Each line of the listing where "HandAlreadyComplete" appears should be reported.
STORED DATA below:
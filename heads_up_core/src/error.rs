use crate::card::DeckError;
use crate::eval::EvalError;
use crate::state::{GameId, PlayerId};
use serde::{Deserialize, Serialize};
use std::fmt;
use thiserror::Error;

/// 错误分类
///
/// 每个具体的错误枚举都通过 `kind()` 归入这里的某一类，
/// 上层（HTTP / WebSocket）只根据分类决定状态码，不需要解析内部错误码。
#[derive(Debug, Clone, Copy, PartialEq, Eq, Hash, Serialize, Deserialize)]
#[serde(rename_all = "camelCase")]
pub enum ErrorKind {
    /// 输入格式错误：牌数不对、动作类型非法、缺少金额等
    Validation,
    /// 当前阶段不允许该操作：牌局进行中发新牌、牌局已结束仍然行动
    State,
    /// 不是你的回合，或者你不是这局游戏的玩家
    Authorization,
    /// 游戏 / 玩家 / 令牌不存在
    NotFound,
    /// 重连令牌已过期
    Expired,
    /// 持久化存储读写失败
    Persistence,
}

impl ErrorKind {
    pub fn as_str(&self) -> &'static str {
        match self {
            ErrorKind::Validation => "validation",
            ErrorKind::State => "state",
            ErrorKind::Authorization => "authorization",
            ErrorKind::NotFound => "notFound",
            ErrorKind::Expired => "expired",
            ErrorKind::Persistence => "persistence",
        }
    }
}

impl fmt::Display for ErrorKind {
    fn fmt(&self, f: &mut fmt::Formatter) -> fmt::Result {
        f.write_str(self.as_str())
    }
}

/// 状态机、动作解析和游戏存储的错误
///
/// 所有拒绝都不会修改输入状态，调用者不能把被拒绝的结果写回存储。
#[derive(Debug, Error, Clone, PartialEq, Eq)]
pub enum GameError {
    #[error("游戏 {0} 不存在")]
    GameNotFound(GameId),
    #[error("游戏 {0} 已经存在")]
    GameAlreadyExists(GameId),
    #[error("当前牌局尚未结束")]
    HandNotComplete,
    #[error("还没有发过第一手牌")]
    NoHandDealt,
    #[error("当前没有进行中的牌局")]
    NoHandInProgress,
    #[error("本局已经结束")]
    HandAlreadyComplete,
    #[error("{name} 的筹码已经输光，无法开始新的一局")]
    PlayerBusted { name: String },
    #[error("玩家 {0} 不在这局游戏中")]
    NotAParticipant(PlayerId),
    #[error("还没轮到你行动")]
    NotYourTurn,
    #[error("无效的动作: {0:?}")]
    InvalidAction(String),
    #[error("加注必须提供金额")]
    MissingAmount,
    #[error("只有加注可以带金额")]
    UnexpectedAmount,
    #[error("牌桌规则无效: {0}")]
    InvalidRules(String),
    #[error("加注金额 {amount} 无效：必须大于 {current_bet} 且不超过 {max}")]
    InvalidAmount { amount: u32, current_bet: u32, max: u32 },
    #[error("发牌失败: {0}")]
    Deck(#[from] DeckError),
    #[error("摊牌评估失败: {0}")]
    Evaluation(#[from] EvalError),
}

impl GameError {
    pub fn kind(&self) -> ErrorKind {
        match self {
            GameError::GameNotFound(_) => ErrorKind::NotFound,
            GameError::NotAParticipant(_) | GameError::NotYourTurn => ErrorKind::Authorization,
            GameError::InvalidAction(_)
            | GameError::MissingAmount
            | GameError::UnexpectedAmount
            | GameError::InvalidRules(_)
            | GameError::InvalidAmount { .. } => ErrorKind::Validation,
            GameError::GameAlreadyExists(_)
            | GameError::HandNotComplete
            | GameError::NoHandDealt
            | GameError::NoHandInProgress
            | GameError::HandAlreadyComplete
            | GameError::PlayerBusted { .. } => ErrorKind::State,
            GameError::Deck(e) => e.kind(),
            GameError::Evaluation(_) => ErrorKind::State,
        }
    }
}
End of STORED DATA.
EXERCISE SOLUTION ▸
    HandAlreadyComplete,
            | GameError::HandAlreadyComplete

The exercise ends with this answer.